University at Buffalo researchers claim ‘society is entering into a situation where systems like these have and will become possible.’
Elon Musk and Professor Stephen Hawking have both warned that artificial intelligence could develop a will of its own that is in conflict with that of humanity, and could herald dangers like powerful autonomous weapons.
Killer robots have a Pentagon budget line and a group of non-governmental organizations, including Human Rights Watch, is already working collectively to stop their development, the team say.
They claim governance and control of systems like killer robots needs to go beyond the end products.
‘We have to deconstruct the term ‘killer robot’ into smaller cultural techniques,’ says Tero Karppi, assistant professor of media study, whose paper with Marc Böhlen, UB professor of media study, and Yvette Granta, a graduate student at the university, appears in the International Journal of Cultural Studies.
‘We need to go back and look at the history of machine learning, pattern recognition and predictive modeling, and how these things are conceived,’ says Karppi, an expert in critical platform and software studies whose interests include automation, artificial intelligence and how these systems fail.

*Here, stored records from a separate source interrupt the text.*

use crate::coords;
use crate::error::ExportResult;
use crate::fragment::FragmentRecord;
use crate::provider::SequenceProvider;
use crate::types::PrecursorRegion;
use serde::{Deserialize, Serialize};
use std::cell::RefCell;
use std::collections::BTreeMap;
use std::fmt;

/// Analysis result for one precursor: the masked region, its sequence and
/// the fragments detected inside it.
#[derive(Debug, Clone, PartialEq, Eq, Serialize, Deserialize)]
pub struct SequenceGroup {
    pub masked_region: PrecursorRegion,
    #[serde(default)]
    pub seq: String,
    #[serde(default)]
    pub results: Vec<FragmentRecord>,
}

impl SequenceGroup {
    pub fn new(masked_region: PrecursorRegion, seq: impl Into<String>) -> Self {
        Self {
            masked_region,
            seq: seq.into(),
            results: Vec::new(),
        }
    }

    pub fn with_fragment(mut self, fragment: FragmentRecord) -> Self {
        self.results.push(fragment);
        self
    }

    pub fn name(&self) -> &str {
        &self.masked_region.name
    }

    pub fn is_empty(&self) -> bool {
        self.results.is_empty()
    }

    /// Fragments in canonical numbering order.
    ///
    /// Stable sort on `start`: fragments sharing a start keep their input order
    /// and each one still gets its own ordinal.
    pub fn sorted_fragments(&self) -> Vec<&FragmentRecord> {
        let mut fragments: Vec<&FragmentRecord> = self.results.iter().collect();
        fragments.sort_by_key(|fragment| fragment.start);
        fragments
    }

    pub fn validate(&self) -> ExportResult<()> {
        for fragment in &self.results {
            fragment.validate(self.name())?;
        }
        Ok(())
    }
}

/// Aggregation root: every precursor analysed in a run, keyed by its uid.
///
/// Keys iterate in lexicographic order; groups sharing a uid keep their
/// insertion order. A bound [`SequenceProvider`] resolves fragment sequences
/// lazily at export time.
pub struct FragmentContainer {
    sequences: BTreeMap<String, Vec<SequenceGroup>>,
    provider: RefCell<Option<Box<dyn SequenceProvider>>>,
}

impl FragmentContainer {
    pub fn new() -> Self {
        Self {
            sequences: BTreeMap::new(),
            provider: RefCell::new(None),
        }
    }

    /// Ingest one precursor result.
    ///
    /// A provided sequence provider replaces the current binding for the whole
    /// container; `None` keeps whatever is bound. Groups holding a fragment with
    /// `start > stop` are rejected and leave the container unchanged.
    pub fn add_fragments(
        &mut self,
        result: SequenceGroup,
        sequence_provider: Option<Box<dyn SequenceProvider>>,
    ) -> ExportResult<()> {
        result.validate()?;

        let uid = result.masked_region.uid();
        log::debug!(
            "Adding {} fragment(s) for precursor {} ({})",
            result.results.len(),
            uid,
            result.masked_region
        );
        self.sequences.entry(uid).or_default().push(result);

        if let Some(provider) = sequence_provider {
            self.set_sequence_provider(provider);
        }
        Ok(())
    }

    pub fn set_sequence_provider(&mut self, provider: Box<dyn SequenceProvider>) {
        *self.provider.get_mut() = Some(provider);
    }

    pub fn has_sequence_provider(&self) -> bool {
        self.provider.borrow().is_some()
    }

    /// Number of distinct precursor ids
    pub fn len(&self) -> usize {
        self.sequences.len()
    }

    pub fn is_empty(&self) -> bool {
        self.sequences.is_empty()
    }

    pub fn uids(&self) -> impl Iterator<Item = &str> {
        self.sequences.keys().map(String::as_str)
    }

    pub fn get(&self, uid: &str) -> Option<&[SequenceGroup]> {
        self.sequences.get(uid).map(Vec::as_slice)
    }

    /// All groups in export order
    pub fn groups(&self) -> impl Iterator<Item = &SequenceGroup> {
        self.sequences.values().flat_map(|groups| groups.iter())
    }

    /// Groups that carry at least one fragment, in export order
    pub fn non_empty_groups(&self) -> impl Iterator<Item = &SequenceGroup> {
        self.groups().filter(|group| !group.is_empty())
    }

    pub fn fragment_count(&self) -> usize {
        self.groups().map(|group| group.results.len()).sum()
    }

    /// Fetch `[start, stop)` from the bound provider, `None` when nothing is bound
    pub fn fetch_sequence(&self, name: &str, start: u64, stop: u64) -> ExportResult<Option<String>> {
        let mut provider = self.provider.borrow_mut();
        match provider.as_mut() {
            Some(provider) => Ok(Some(provider.fetch(name, start, stop)?)),
            None => Ok(None),
        }
    }

    /// Reference sequence of a fragment through the bound provider
    pub fn fragment_sequence(
        &self,
        region: &PrecursorRegion,
        fragment: &FragmentRecord,
    ) -> ExportResult<Option<String>> {
        let (start, stop) = coords::fetch_interval(fragment);
        self.fetch_sequence(&region.name, start, stop)
    }
}

impl Default for FragmentContainer {
    fn default() -> Self {
        Self::new()
    }
}

impl fmt::Debug for FragmentContainer {
    fn fmt(&self, f: &mut fmt::Formatter<'_>) -> fmt::Result {
        f.debug_struct("FragmentContainer")
            .field("sequences", &self.sequences)
            .field("has_sequence_provider", &self.has_sequence_provider())
            .finish()
    }
}

#[cfg(test)]
mod tests {
    use super::*;
    use crate::provider::MemoryProvider;

    fn group(name: &str, start: u64, stop: u64) -> SequenceGroup {
        SequenceGroup::new(PrecursorRegion::new(name, start, stop), "")
    }

    #[test]
    fn test_uids_are_sorted() {
        let mut container = FragmentContainer::new();
        container.add_fragments(group("mir-b", 10, 20), None).unwrap();
        container.add_fragments(group("mir-a", 30, 40), None).unwrap();
        container.add_fragments(group("mir-a", 1, 5), None).unwrap();

        let uids: Vec<_> = container.uids().collect();
        assert_eq!(uids, vec!["mir-a_1_5", "mir-a_30_40", "mir-b_10_20"]);
    }

    #[test]
    fn test_duplicate_uid_keeps_insertion_order() {
        let mut container = FragmentContainer::new();
        container.add_fragments(group("mir-a", 1, 5).with_fragment(FragmentRecord::new(1, 2, 1, 0)), None).unwrap();
        container.add_fragments(group("mir-a", 1, 5), None).unwrap();

        assert_eq!(container.len(), 1);
        let groups = container.get("mir-a_1_5").unwrap();
        assert_eq!(groups.len(), 2);
        assert_eq!(groups[0].results.len(), 1);
        assert!(groups[1].is_empty());
        assert_eq!(container.non_empty_groups().count(), 1);
    }

    #[test]
    fn test_inverted_fragment_rejected_at_ingestion() {
        let mut container = FragmentContainer::new();
        let result = container.add_fragments(
            group("mir-a", 0, 50).with_fragment(FragmentRecord::new(30, 10, 0, 0)),
            None,
        );
        assert!(matches!(
            result,
            Err(crate::error::ExportError::InvalidFragment { start: 30, stop: 10, .. })
        ));
        assert!(container.is_empty());
    }

    #[test]
    fn test_sorted_fragments_keep_duplicate_starts() {
        let group = group("mir-a", 0, 100)
            .with_fragment(FragmentRecord::new(50, 60, 1, 1))
            .with_fragment(FragmentRecord::new(10, 20, 2, 2))
            .with_fragment(FragmentRecord::new(10, 25, 3, 3));

        let starts: Vec<_> = group
            .sorted_fragments()
            .iter()
            .map(|f| (f.start, f.stop))
            .collect();
        assert_eq!(starts, vec![(10, 20), (10, 25), (50, 60)]);
    }

    #[test]
    fn test_provider_binding() {
        let mut container = FragmentContainer::new();
        assert!(!container.has_sequence_provider());
        assert_eq!(container.fetch_sequence("chr1", 0, 2).unwrap(), None);

        let provider = MemoryProvider::new().with_sequence("chr1", "ACGTACGT");
        container.add_fragments(group("chr1", 0, 8), Some(Box::new(provider))).unwrap();
        container.add_fragments(group("chr1", 8, 16), None).unwrap();

        assert!(container.has_sequence_provider());
        let fragment = FragmentRecord::new(2, 4, 0, 0);
        let region = PrecursorRegion::new("chr1", 0, 8);
        assert_eq!(
            container.fragment_sequence(&region, &fragment).unwrap(),
            Some("GTA".to_string())
        );
    }
}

‘What are the principles and ideologies of building an automated system? What can it do?’
By looking at killer robots we are forced to address questions that are set to define the coming age of automation, artificial intelligence and robotics, he says.
‘Are humans better than robots to make decisions? If not, then what separates humans from robots? When we are defining what robots are and what they do we also define what it means to be a human in this culture and this society,’ Karppi says.